Article last updated on: Apr 02, 2018

What is an OLED TV?

An OLED TV screen uses a new display technology called OLED (Organic Light Emitting Diodes). OLED technology enables displays that are brighter, more efficient, thinner and feature better refresh rates and contrast than either LCD or Plasma displays. Simply put, OLED TVs deliver the best picture quality ever!

LG EG9600 photo

OLED TV technology

OLED displays are made by placing thin films of organic (carbon based) materials between two conductors. When electrical current is applied, light is emitted. OLED displays are emissive and unlike LCDs, do not require a backlight (unlike LCDs). OLED TV panels offers several advantages over LCDs:

  • Faster refresh rate, better contrast (true blacks) and better color reproduction
  • Better form factor - OLED enables much thinner panels
  • Better viewing angle - almost 180 degrees
  • Efficiency - in an OLED display, only the lit pixels draw power, unlike in an LCD.)
  • OLED panels can potentially be made flexible and/or transparent - think rollable TVs!

OLED TVs on the market - what can you buy today?

As of 2018, the only company that produces produces commercial OLED TV panels is LG Display, and LG Electronics is the leading OLED TV producer - although LGD also supplies OLED panels to other companies including including Panasonic, Sony, Grundig, Philips, Metz, Loewe, Skyworth, Changhong, Haier, Konka and others.

LG OLEDW8 photoLG 2018 OLEDW8

Reviews of OLED TVs are terrific, and most experts and consumers agree that these OLED TVs are the best TVs ever produced - with virtually perfect image quality and beautiful form factors.



LG's 2018 OLED TV lineup include the flagship Wallpaper OLEDW8 (which attaches to the wall using magnets), the OLED-on-glass OLEDE8, the basic OLEDC8 and the entry level OLEDB8. The only TV that is shipping now is the 55" OLEDC8 which is priced at $2,500 (note: this is an affiliated link to Amazon).

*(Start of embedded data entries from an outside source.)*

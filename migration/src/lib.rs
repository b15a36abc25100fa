pub use sea_orm_migration::prelude::*;

pub mod entities;
mod m20260301_000001_stats_tables;

pub struct Migrator;

#[async_trait::async_trait]
impl MigratorTrait for Migrator {
    fn migrations() -> Vec<Box<dyn MigrationTrait>> {
        vec![Box::new(m20260301_000001_stats_tables::Migration)]
    }
}
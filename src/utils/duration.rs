//! 时长字符串解析
//!
//! 刷盘间隔支持多种写法：
//! - 纯数字：毫秒数，`0` 表示同步刷盘，负数表示禁用定时刷盘
//! - 带单位：`500ms`, `2s`, `1m`, `1h30m`, `1d`
//! - 组合格式：`1m30s`

use crate::errors::{RegistryStatsError, Result};

/// 解析时长字符串为毫秒数（可为负）
pub fn parse_duration_ms(input: &str) -> Result<i64> {
    let input = input.trim();

    let (sign, body) = match input.strip_prefix('-') {
        Some(rest) => (-1i64, rest),
        None => (1i64, input),
    };

    if body.is_empty() {
        return Err(RegistryStatsError::duration_parse(format!(
            "无效的时长格式: '{}'",
            input
        )));
    }

    // 纯数字按毫秒处理
    if body.chars().all(|c| c.is_ascii_digit()) {
        let ms: i64 = body
            .parse()
            .map_err(|_| RegistryStatsError::duration_parse(format!("无效的数字: '{}'", body)))?;
        return Ok(sign * ms);
    }

    let mut total_ms: i64 = 0;
    let mut remaining = body;

    while !remaining.is_empty() {
        // 提取数字
        let num_len = remaining.chars().take_while(|c| c.is_ascii_digit()).count();
        if num_len == 0 {
            return Err(RegistryStatsError::duration_parse(format!(
                "无效的时长格式: '{}'",
                input
            )));
        }
        let num: i64 = remaining[..num_len]
            .parse()
            .map_err(|_| {
                RegistryStatsError::duration_parse(format!("无效的数字: '{}'", &remaining[..num_len]))
            })?;
        remaining = &remaining[num_len..];

        // 提取单位
        let unit_len = remaining.chars().take_while(|c| c.is_alphabetic()).count();
        if unit_len == 0 {
            return Err(RegistryStatsError::duration_parse(format!(
                "缺少时间单位，数字 '{}' 后应跟时间单位",
                num
            )));
        }
        let unit = &remaining[..unit_len];
        remaining = &remaining[unit_len..];

        let ms = match unit {
            "ms" => num,
            "s" | "sec" | "second" | "seconds" => num * 1_000,
            "m" | "min" | "minute" | "minutes" => num * 60_000,
            "h" | "hour" | "hours" => num * 3_600_000,
            "d" | "day" | "days" => num * 86_400_000,
            _ => {
                return Err(RegistryStatsError::duration_parse(format!(
                    "不支持的时间单位: '{}'",
                    unit
                )));
            }
        };

        total_ms += ms;
    }

    Ok(sign * total_ms)
}
use sea_orm::{ConnectOptions, Database, DatabaseConnection};
use tracing::info;

use crate::errors::{RegistryStatsError, Result};
use migration::{Migrator, MigratorTrait};

/// 连接 SQLite 数据库（带自动创建和性能优化）
pub async fn connect_sqlite(database_url: &str, timeout_secs: u64) -> Result<DatabaseConnection> {
    use sea_orm::SqlxSqliteConnector;
    use sea_orm::sqlx::SqlitePool;
    use sea_orm::sqlx::sqlite::{SqliteConnectOptions, SqliteJournalMode, SqliteSynchronous};
    use std::str::FromStr;

    let opt = SqliteConnectOptions::from_str(database_url)
        .map_err(|e| RegistryStatsError::database_config(format!("SQLite URL 解析失败: {}", e)))?
        .create_if_missing(true)
        .journal_mode(SqliteJournalMode::Wal)
        .synchronous(SqliteSynchronous::Normal)
        .busy_timeout(std::time::Duration::from_secs(timeout_secs))
        .pragma("cache_size", "-64000")
        .pragma("temp_store", "memory");

    // 使用 sqlx 的连接池
    let pool = SqlitePool::connect_with(opt).await.map_err(|e| {
        RegistryStatsError::database_connection(format!("无法连接到 SQLite 数据库: {}", e))
    })?;

    // 转换为 Sea-ORM 的 DatabaseConnection
    Ok(SqlxSqliteConnector::from_sqlx_sqlite_pool(pool))
}

/// 连接通用数据库（MySQL/PostgreSQL）
pub async fn connect_generic(
    database_url: &str,
    backend_name: &str,
    pool_size: u32,
    timeout_secs: u64,
) -> Result<DatabaseConnection> {
    let mut opt = ConnectOptions::new(database_url.to_owned());
    opt.max_connections(pool_size)
        .min_connections(pool_size.min(5))
        .connect_timeout(std::time::Duration::from_secs(timeout_secs))
        .acquire_timeout(std::time::Duration::from_secs(timeout_secs))
        .idle_timeout(std::time::Duration::from_secs(300))
        .max_lifetime(std::time::Duration::from_secs(3600))
        .sqlx_logging(false);

    Database::connect(opt).await.map_err(|e| {
        RegistryStatsError::database_connection(format!(
            "无法连接到 {} 数据库: {}",
            backend_name.to_uppercase(),
            e
        ))
    })
}

/// 运行数据库迁移
pub async fn run_migrations(db: &DatabaseConnection) -> Result<()> {
    Migrator::up(db, None)
        .await
        .map_err(|e| RegistryStatsError::database_operation(format!("迁移失败: {}", e)))?;

    info!("Database migrations completed");
    Ok(())
}

/// 回滚全部迁移
pub async fn rollback_migrations(db: &DatabaseConnection) -> Result<()> {
    Migrator::down(db, None)
        .await
        .map_err(|e| RegistryStatsError::database_operation(format!("回滚迁移失败: {}", e)))?;

    info!("Database migrations rolled back");
    Ok(())
}
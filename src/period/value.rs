//! 周期桶标签计算
//!
//! 给定时间点和周期粒度，计算对应的桶标签字符串：
//! - daily: `YYYY-MM-DD`
//! - monthly: `YYYY-MM`
//! - yearly: `YYYY`
//! - weekly: `<周年份>-W<两位周号>`，ISO-8601 或美式（周日起始）规则
//! - overall: 固定为 `"total"`
//!
//! 两种周规则在年界附近会给出不同结果：12 月 31 日在 ISO 规则下可能
//! 属于当年第 52 周，而在美式规则下属于下一年第 1 周。

use chrono::{DateTime, Datelike, Duration, NaiveDate, Utc};

use super::{PERIOD_VALUE_TOTAL, PeriodType};

/// 计算给定时间点在指定周期粒度下的桶标签
pub fn period_value(period_type: PeriodType, instant: DateTime<Utc>, iso_week: bool) -> String {
    match period_type {
        PeriodType::Overall => PERIOD_VALUE_TOTAL.to_string(),
        PeriodType::Daily => instant.format("%Y-%m-%d").to_string(),
        PeriodType::Monthly => instant.format("%Y-%m").to_string(),
        PeriodType::Yearly => instant.format("%Y").to_string(),
        PeriodType::Weekly => {
            if iso_week {
                iso_week_value(instant.date_naive())
            } else {
                gregorian_week_value(instant.date_naive())
            }
        }
    }
}

/// 以当前时间计算桶标签
pub fn current_period_value(period_type: PeriodType, iso_week: bool) -> String {
    period_value(period_type, Utc::now(), iso_week)
}

/// ISO-8601 周规则：周一起始，第 1 周为 1 月中包含至少 4 天的那一周
fn iso_week_value(date: NaiveDate) -> String {
    let iso = date.iso_week();
    format!("{}-W{:02}", iso.year(), iso.week())
}

/// 美式周规则：周日起始，包含 1 月 1 日的那一周为第 1 周
fn gregorian_week_value(date: NaiveDate) -> String {
    let offset = date.weekday().num_days_from_sunday() as i64;
    let week_start = date - Duration::days(offset);
    let week_end = week_start + Duration::days(6);

    // 跨年的周包含下一年的 1 月 1 日，归属下一年第 1 周
    if week_end.year() > week_start.year() {
        return format!("{}-W01", week_end.year());
    }

    let year = week_start.year();
    let jan1 = NaiveDate::from_ymd_opt(year, 1, 1).expect("Jan 1 is always a valid date");
    let jan1_week_start = jan1 - Duration::days(jan1.weekday().num_days_from_sunday() as i64);
    let week = (week_start - jan1_week_start).num_days() / 7 + 1;

    format!("{}-W{:02}", year, week)
}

In August 2013, Samsung launched an OLED TV as well, the KN55S9C, that used Samsung's own OLED TV panels. Samsung stopped producing and marketing the S9C OLED TVs soon afterwards and is currently focused on quantum-dot enhanced LCDs (and perhaps Micro-LED will be Samsung's future TV display technology of choice).

Direct Emission vs WRGB

The most straightforward OLED architecture uses 3 color OLED sub-pixels (Red, Green and Blue) to create each 'pixel'. This is referred to as a direct emission OLED, and is the design used in mobile OLED displays (for example those in Samsung's Galaxy S8 and Apple's iPhone X.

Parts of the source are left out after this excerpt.